O evento reuniu representantes de 22 países das Américas, além do Ministério da Saúde, Unicef, AHF e organizações da sociedade civil. De acordo com os dados apresentados — e relatados por Adriana — os casos de sífilis congênita aumentaram 40% entre 2016 e 2023, ultrapassando 35 mil registros apenas no último ano. Entre os 26 países que forneceram informações à OPAS, 19 relataram crescimento da infecção entre gestantes.
Adriana destacou que a reunião apontou caminhos para a ampliação da testagem, do diagnóstico precoce e do tratamento durante o pré-natal, além da importância de integrar os esforços entre governos, organismos internacionais e sociedade civil.
“A participação da sociedade civil é fundamental neste processo. São as ONGs que acessam os vulneráveis, promovem a testagem, colhem dados e fortalecem a rede pública. A troca de experiências nessa reunião foi imensurável e trará impactos positivos para os países participantes”, afirmou.
Ela também reforçou que a sífilis é uma IST curável, mas que pode causar danos neurológicos e até morte fetal se não tratada adequadamente — o que exige resposta contínua e estruturada.
O Mopaids manifestou seu compromisso em acompanhar os desdobramentos da reunião internacional e seguir contribuindo com ações locais e regionais que ajudem a conter o avanço da sífilis congênita como problema de saúde pública.
A reunião também trouxe atualizações sobre as frentes de incidência política em curso. Entre elas, a participação ativa no Grupo de Trabalho sobre HIV, Aids e Tuberculose da Comissão de Saúde da Câmara Municipal de São Paulo; o diálogo com o Conselho Nacional de Saúde por meio da Anaids; e a mobilização para uma audiência pública na Assembleia Legislativa de São Paulo (ALESP), que discutirá dois projetos de lei voltados à população afetada pela tuberculose: um sobre isenção tarifária no transporte público e outro sobre segurança alimentar.
Nos informes, Américo Nunes anunciou a realização de um seminário sobre sífilis em agosto, com inscrições já abertas.
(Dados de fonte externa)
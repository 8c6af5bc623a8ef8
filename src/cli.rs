//! CLI argument definitions using clap with subcommand architecture

use clap::{Args, Parser, Subcommand};
use std::path::PathBuf;

/// Code context engine: incremental indexing, dependency graphs, and
/// ranked context assembly
#[derive(Parser, Debug)]
#[command(name = "ctx-engine")]
#[command(about = "Indexes a project and assembles ranked, token-budgeted context for queries")]
#[command(version)]
#[command(propagate_version = true)]
pub struct Cli {
    #[command(subcommand)]
    pub command: Commands,

    /// Emit JSON instead of text
    #[arg(long, global = true)]
    pub json: bool,

    /// Show verbose output
    #[arg(short, long, global = true)]
    pub verbose: bool,
}

/// Available subcommands
#[derive(Subcommand, Debug)]
pub enum Commands {
    /// Index a project directory
    #[command(visible_alias = "i")]
    Index(IndexArgs),

    /// Assemble context for a query against an indexed project
    #[command(visible_alias = "q")]
    Query(QueryArgs),

    /// Report dependency graph diagnostics
    #[command(visible_alias = "g")]
    Graph(GraphArgs),

    /// Show index and cache statistics
    Stats(StatsArgs),
}

/// Arguments for the index command
#[derive(Args, Debug)]
pub struct IndexArgs {
    /// Project root to index
    #[arg(value_name = "PATH")]
    pub path: PathBuf,

    /// Print per-file progress to stderr
    #[arg(long)]
    pub progress: bool,
}

/// Arguments for the query command
#[derive(Args, Debug)]
pub struct QueryArgs {
    /// Project root to index and query
    #[arg(value_name = "PATH")]
    pub path: PathBuf,

    /// Query text
    #[arg(value_name = "QUERY")]
    pub query: String,

    /// Maximum number of files in the assembled context
    #[arg(long, value_name = "N", default_value = "10")]
    pub max_files: usize,

    /// Token budget for the assembled context
    #[arg(long, value_name = "N", default_value = "8000")]
    pub max_tokens: usize,

    /// Treat this file as the active file (highest priority)
    #[arg(long, value_name = "PATH")]
    pub current_file: Option<String>,

    /// Also print a context quality assessment
    #[arg(long)]
    pub quality: bool,
}

/// Arguments for the graph command
#[derive(Args, Debug)]
pub struct GraphArgs {
    /// Project root to index and analyze
    #[arg(value_name = "PATH")]
    pub path: PathBuf,

    /// Report import cycles
    #[arg(long)]
    pub cycles: bool,

    /// Report the N most depended-upon files
    #[arg(long, value_name = "N", default_value = "10")]
    pub critical: usize,
}

/// Arguments for the stats command
#[derive(Args, Debug)]
pub struct StatsArgs {
    /// Project root to index
    #[arg(value_name = "PATH")]
    pub path: PathBuf,
}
Também foi destacada a contribuição do Mopaids na organização do Seminário de Hepatites Virais promovido pelo Movimento Brasileiro de Luta Contra as Hepatites Virais (MBHV), que acontecerá entre os dias 12 e 14 de agosto, na sede da AHF, em São Paulo.
Alisson Barreto, do GIV, relembrou a recente atuação do GT de HIV, Aids e TB na Câmara dos Vereadores e reforçou a importância da participação contínua das organizações nos espaços institucionais de decisão.
Fechando a pauta, foi discutida a necessidade de atualizar o cadastro das organizações integrantes do Mopaids e de normatizar os mecanismos de comunicação interna. Um formulário enviado previamente pelo colaborador Marcel será utilizado para sistematizar os dados, melhorar a fluidez da comunicação e garantir maior objetividade nas deliberações coletivas.
O Mopaids reafirma, com essa reunião, seu papel histórico na luta contra a aids e na articulação de políticas públicas com base nos direitos humanos, na ciência e na justiça social, diante de um cenário marcado por desafios, mas também por resistência e compromisso coletivo.